Task to carry out: A faithful copy of the whole listing is the goal. Match it exactly.

Extracted information:
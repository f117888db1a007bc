//! Provider hooks and their composition.
//!
//! A provider is four async hooks. The generic engine supplies the innermost
//! implementation; named-provider defaults and the caller's override are
//! [`ProviderLayer`]s that each receive the hooks built so far and return new
//! ones, usually by capturing a previous hook and post-processing its result.

use std::fmt;
use std::future::Future;
use std::sync::Arc;

use futures_util::future::{BoxFuture, FutureExt};

use super::discovery;
use super::types::{AuthorisationRedirect, OAuthTokens, RedirectUriInfo, UserInfo};
use crate::config::{ProviderClientConfig, ProviderConfig};
use crate::error::Error;
use crate::http::HttpClient;

pub type HookFuture<T> = BoxFuture<'static, Result<T, Error>>;

pub type GetConfigForClientType =
    Arc<dyn Fn(Option<String>) -> HookFuture<ProviderClientConfig> + Send + Sync>;
pub type GetAuthorisationRedirectUrl =
    Arc<dyn Fn(ProviderClientConfig, String) -> HookFuture<AuthorisationRedirect> + Send + Sync>;
pub type ExchangeAuthCodeForOAuthTokens =
    Arc<dyn Fn(ProviderClientConfig, RedirectUriInfo) -> HookFuture<OAuthTokens> + Send + Sync>;
pub type GetUserInfo =
    Arc<dyn Fn(ProviderClientConfig, OAuthTokens) -> HookFuture<UserInfo> + Send + Sync>;

/// The overridable surface of a provider.
#[derive(Clone)]
pub struct ProviderHooks {
    pub get_config_for_client_type: GetConfigForClientType,
    pub get_authorisation_redirect_url: GetAuthorisationRedirectUrl,
    pub exchange_auth_code_for_oauth_tokens: ExchangeAuthCodeForOAuthTokens,
    pub get_user_info: GetUserInfo,
}

impl ProviderHooks {
    /// Post-process the config returned by the current `get_config_for_client_type`.
    pub fn map_config<F>(mut self, f: F) -> Self
    where
        F: Fn(ProviderClientConfig) -> Result<ProviderClientConfig, Error> + Send + Sync + 'static,
    {
        let previous = self.get_config_for_client_type.clone();
        let f = Arc::new(f);
        self.get_config_for_client_type = Arc::new(move |client_type: Option<String>| {
            let pending = previous(client_type);
            let f = f.clone();
            async move { f(pending.await?) }.boxed()
        });
        self
    }

    pub fn with_get_authorisation_redirect_url<F, Fut>(mut self, f: F) -> Self
    where
        F: Fn(ProviderClientConfig, String) -> Fut + Send + Sync + 'static,
        Fut: Future<Output = Result<AuthorisationRedirect, Error>> + Send + 'static,
    {
        self.get_authorisation_redirect_url =
            Arc::new(move |config: ProviderClientConfig, redirect_uri: String| {
                f(config, redirect_uri).boxed()
            });
        self
    }

    pub fn with_exchange_auth_code_for_oauth_tokens<F, Fut>(mut self, f: F) -> Self
    where
        F: Fn(ProviderClientConfig, RedirectUriInfo) -> Fut + Send + Sync + 'static,
        Fut: Future<Output = Result<OAuthTokens, Error>> + Send + 'static,
    {
        self.exchange_auth_code_for_oauth_tokens =
            Arc::new(move |config: ProviderClientConfig, redirect_uri_info: RedirectUriInfo| {
                f(config, redirect_uri_info).boxed()
            });
        self
    }

    pub fn with_get_user_info<F, Fut>(mut self, f: F) -> Self
    where
        F: Fn(ProviderClientConfig, OAuthTokens) -> Fut + Send + Sync + 'static,
        Fut: Future<Output = Result<UserInfo, Error>> + Send + 'static,
    {
        self.get_user_info = Arc::new(move |config: ProviderClientConfig, tokens: OAuthTokens| {
            f(config, tokens).boxed()
        });
        self
    }
}

impl fmt::Debug for ProviderHooks {
    fn fmt(&self, f: &mut fmt::Formatter) -> fmt::Result {
        f.write_str("ProviderHooks")
    }
}

/// One interceptor in a provider's chain.
#[derive(Clone)]
pub struct ProviderLayer(Arc<dyn Fn(ProviderHooks) -> ProviderHooks + Send + Sync>);

impl ProviderLayer {
    pub fn new<F>(layer: F) -> Self
    where
        F: Fn(ProviderHooks) -> ProviderHooks + Send + Sync + 'static,
    {
        Self(Arc::new(layer))
    }

    pub fn apply(&self, hooks: ProviderHooks) -> ProviderHooks {
        (self.0)(hooks)
    }
}

impl fmt::Debug for ProviderLayer {
    fn fmt(&self, f: &mut fmt::Formatter) -> fmt::Result {
        f.write_str("ProviderLayer")
    }
}

/// Apply `layers` in order, each wrapping everything before it.
pub fn compose<I>(base: ProviderHooks, layers: I) -> ProviderHooks
where
    I: IntoIterator<Item = ProviderLayer>,
{
    layers
        .into_iter()
        .fold(base, |hooks, layer| layer.apply(hooks))
}

/// A provider as declared by the integrator: static config plus an optional
/// override applied after every built-in layer.
#[derive(Debug, Clone)]
pub struct ProviderInput {
    pub config: ProviderConfig,
    pub override_layer: Option<ProviderLayer>,
}

impl ProviderInput {
    pub fn new(config: ProviderConfig) -> Self {
        Self {
            config,
            override_layer: None,
        }
    }

    pub fn with_override(mut self, layer: ProviderLayer) -> Self {
        self.override_layer = Some(layer);
        self
    }
}

/// A fully composed provider, ready to run both OAuth legs.
#[derive(Debug, Clone)]
pub struct Provider {
    id: String,
    tenant_id: Option<String>,
    hooks: ProviderHooks,
    http: HttpClient,
}

impl Provider {
    pub fn new(id: String, hooks: ProviderHooks, http: HttpClient) -> Self {
        Self {
            id,
            tenant_id: None,
            hooks,
            http,
        }
    }

    /// Resolved configs from this provider carry `tenant_id`.
    pub fn with_tenant(mut self, tenant_id: Option<&str>) -> Self {
        self.tenant_id = tenant_id.filter(|t| !t.is_empty()).map(str::to_string);
        self
    }

    pub fn id(&self) -> &str {
        &self.id
    }

    /// Run the config chain, then fill unset endpoints through discovery.
    pub async fn get_config_for_client_type(
        &self,
        client_type: Option<&str>,
    ) -> Result<ProviderClientConfig, Error> {
        let config = (self.hooks.get_config_for_client_type)(client_type.map(str::to_string))
            .await?
            .with_tenant(self.tenant_id.clone());
        Ok(discovery::augment(&self.http, config).await)
    }

    pub async fn get_authorisation_redirect_url(
        &self,
        config: &ProviderClientConfig,
        redirect_uri_on_provider_dashboard: &str,
    ) -> Result<AuthorisationRedirect, Error> {
        (self.hooks.get_authorisation_redirect_url)(
            config.clone(),
            redirect_uri_on_provider_dashboard.to_string(),
        )
        .await
    }

    pub async fn exchange_auth_code_for_oauth_tokens(
        &self,
        config: &ProviderClientConfig,
        redirect_uri_info: RedirectUriInfo,
    ) -> Result<OAuthTokens, Error> {
        (self.hooks.exchange_auth_code_for_oauth_tokens)(config.clone(), redirect_uri_info).await
    }

    pub async fn get_user_info(
        &self,
        config: &ProviderClientConfig,
        tokens: OAuthTokens,
    ) -> Result<UserInfo, Error> {
        (self.hooks.get_user_info)(config.clone(), tokens).await
    }
}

Reply to the task:
repository f117888db1a007bc
//! Provider hooks and their composition.
//!
//! A provider is four async hooks. The generic engine supplies the innermost
//! implementation; named-provider defaults and the caller's override are
//! [`ProviderLayer`]s that each receive the hooks built so far and return new
//! ones, usually by capturing a previous hook and post-processing its result.

use std::fmt;
use std::future::Future;
use std::sync::Arc;

use futures_util::future::{BoxFuture, FutureExt};

use super::discovery;
use super::types::{AuthorisationRedirect, OAuthTokens, RedirectUriInfo, UserInfo};
use crate::config::{ProviderClientConfig, ProviderConfig};
use crate::error::Error;
use crate::http::HttpClient;

pub type HookFuture<T> = BoxFuture<'static, Result<T, Error>>;

pub type GetConfigForClientType =
    Arc<dyn Fn(Option<String>) -> HookFuture<ProviderClientConfig> + Send + Sync>;
pub type GetAuthorisationRedirectUrl =
    Arc<dyn Fn(ProviderClientConfig, String) -> HookFuture<AuthorisationRedirect> + Send + Sync>;
pub type ExchangeAuthCodeForOAuthTokens =
    Arc<dyn Fn(ProviderClientConfig, RedirectUriInfo) -> HookFuture<OAuthTokens> + Send + Sync>;
pub type GetUserInfo =
    Arc<dyn Fn(ProviderClientConfig, OAuthTokens) -> HookFuture<UserInfo> + Send + Sync>;

/// The overridable surface of a provider.
#[derive(Clone)]
pub struct ProviderHooks {
    pub get_config_for_client_type: GetConfigForClientType,
    pub get_authorisation_redirect_url: GetAuthorisationRedirectUrl,
    pub exchange_auth_code_for_oauth_tokens: ExchangeAuthCodeForOAuthTokens,
    pub get_user_info: GetUserInfo,
}

impl ProviderHooks {
    /// Post-process the config returned by the current `get_config_for_client_type`.
    pub fn map_config<F>(mut self, f: F) -> Self
    where
        F: Fn(ProviderClientConfig) -> Result<ProviderClientConfig, Error> + Send + Sync + 'static,
    {
        let previous = self.get_config_for_client_type.clone();
        let f = Arc::new(f);
        self.get_config_for_client_type = Arc::new(move |client_type: Option<String>| {
            let pending = previous(client_type);
            let f = f.clone();
            async move { f(pending.await?) }.boxed()
        });
        self
    }

    pub fn with_get_authorisation_redirect_url<F, Fut>(mut self, f: F) -> Self
    where
        F: Fn(ProviderClientConfig, String) -> Fut + Send + Sync + 'static,
        Fut: Future<Output = Result<AuthorisationRedirect, Error>> + Send + 'static,
    {
        self.get_authorisation_redirect_url =
            Arc::new(move |config: ProviderClientConfig, redirect_uri: String| {
                f(config, redirect_uri).boxed()
            });
        self
    }

    pub fn with_exchange_auth_code_for_oauth_tokens<F, Fut>(mut self, f: F) -> Self
    where
        F: Fn(ProviderClientConfig, RedirectUriInfo) -> Fut + Send + Sync + 'static,
        Fut: Future<Output = Result<OAuthTokens, Error>> + Send + 'static,
    {
        self.exchange_auth_code_for_oauth_tokens =
            Arc::new(move |config: ProviderClientConfig, redirect_uri_info: RedirectUriInfo| {
                f(config, redirect_uri_info).boxed()
            });
        self
    }

    pub fn with_get_user_info<F, Fut>(mut self, f: F) -> Self
    where
        F: Fn(ProviderClientConfig, OAuthTokens) -> Fut + Send + Sync + 'static,
        Fut: Future<Output = Result<UserInfo, Error>> + Send + 'static,
    {
        self.get_user_info = Arc::new(move |config: ProviderClientConfig, tokens: OAuthTokens| {
            f(config, tokens).boxed()
        });
        self
    }
}

impl fmt::Debug for ProviderHooks {
    fn fmt(&self, f: &mut fmt::Formatter) -> fmt::Result {
        f.write_str("ProviderHooks")
    }
}

/// One interceptor in a provider's chain.
#[derive(Clone)]
pub struct ProviderLayer(Arc<dyn Fn(ProviderHooks) -> ProviderHooks + Send + Sync>);

impl ProviderLayer {
    pub fn new<F>(layer: F) -> Self
    where
        F: Fn(ProviderHooks) -> ProviderHooks + Send + Sync + 'static,
    {
        Self(Arc::new(layer))
    }

    pub fn apply(&self, hooks: ProviderHooks) -> ProviderHooks {
        (self.0)(hooks)
    }
}

impl fmt::Debug for ProviderLayer {
    fn fmt(&self, f: &mut fmt::Formatter) -> fmt::Result {
        f.write_str("ProviderLayer")
    }
}

/// Apply `layers` in order, each wrapping everything before it.
pub fn compose<I>(base: ProviderHooks, layers: I) -> ProviderHooks
where
    I: IntoIterator<Item = ProviderLayer>,
{
    layers
        .into_iter()
        .fold(base, |hooks, layer| layer.apply(hooks))
}

/// A provider as declared by the integrator: static config plus an optional
/// override applied after every built-in layer.
#[derive(Debug, Clone)]
pub struct ProviderInput {
    pub config: ProviderConfig,
    pub override_layer: Option<ProviderLayer>,
}

impl ProviderInput {
    pub fn new(config: ProviderConfig) -> Self {
        Self {
            config,
            override_layer: None,
        }
    }

    pub fn with_override(mut self, layer: ProviderLayer) -> Self {
        self.override_layer = Some(layer);
        self
    }
}

/// A fully composed provider, ready to run both OAuth legs.
#[derive(Debug, Clone)]
pub struct Provider {
    id: String,
    tenant_id: Option<String>,
    hooks: ProviderHooks,
    http: HttpClient,
}

impl Provider {
    pub fn new(id: String, hooks: ProviderHooks, http: HttpClient) -> Self {
        Self {
            id,
            tenant_id: None,
            hooks,
            http,
        }
    }

    /// Resolved configs from this provider carry `tenant_id`.
    pub fn with_tenant(mut self, tenant_id: Option<&str>) -> Self {
        self.tenant_id = tenant_id.filter(|t| !t.is_empty()).map(str::to_string);
        self
    }

    pub fn id(&self) -> &str {
        &self.id
    }

    /// Run the config chain, then fill unset endpoints through discovery.
    pub async fn get_config_for_client_type(
        &self,
        client_type: Option<&str>,
    ) -> Result<ProviderClientConfig, Error> {
        let config = (self.hooks.get_config_for_client_type)(client_type.map(str::to_string))
            .await?
            .with_tenant(self.tenant_id.clone());
        Ok(discovery::augment(&self.http, config).await)
    }

    pub async fn get_authorisation_redirect_url(
        &self,
        config: &ProviderClientConfig,
        redirect_uri_on_provider_dashboard: &str,
    ) -> Result<AuthorisationRedirect, Error> {
        (self.hooks.get_authorisation_redirect_url)(
            config.clone(),
            redirect_uri_on_provider_dashboard.to_string(),
        )
        .await
    }

    pub async fn exchange_auth_code_for_oauth_tokens(
        &self,
        config: &ProviderClientConfig,
        redirect_uri_info: RedirectUriInfo,
    ) -> Result<OAuthTokens, Error> {
        (self.hooks.exchange_auth_code_for_oauth_tokens)(config.clone(), redirect_uri_info).await
    }

    pub async fn get_user_info(
        &self,
        config: &ProviderClientConfig,
        tokens: OAuthTokens,
    ) -> Result<UserInfo, Error> {
        (self.hooks.get_user_info)(config.clone(), tokens).await
    }
}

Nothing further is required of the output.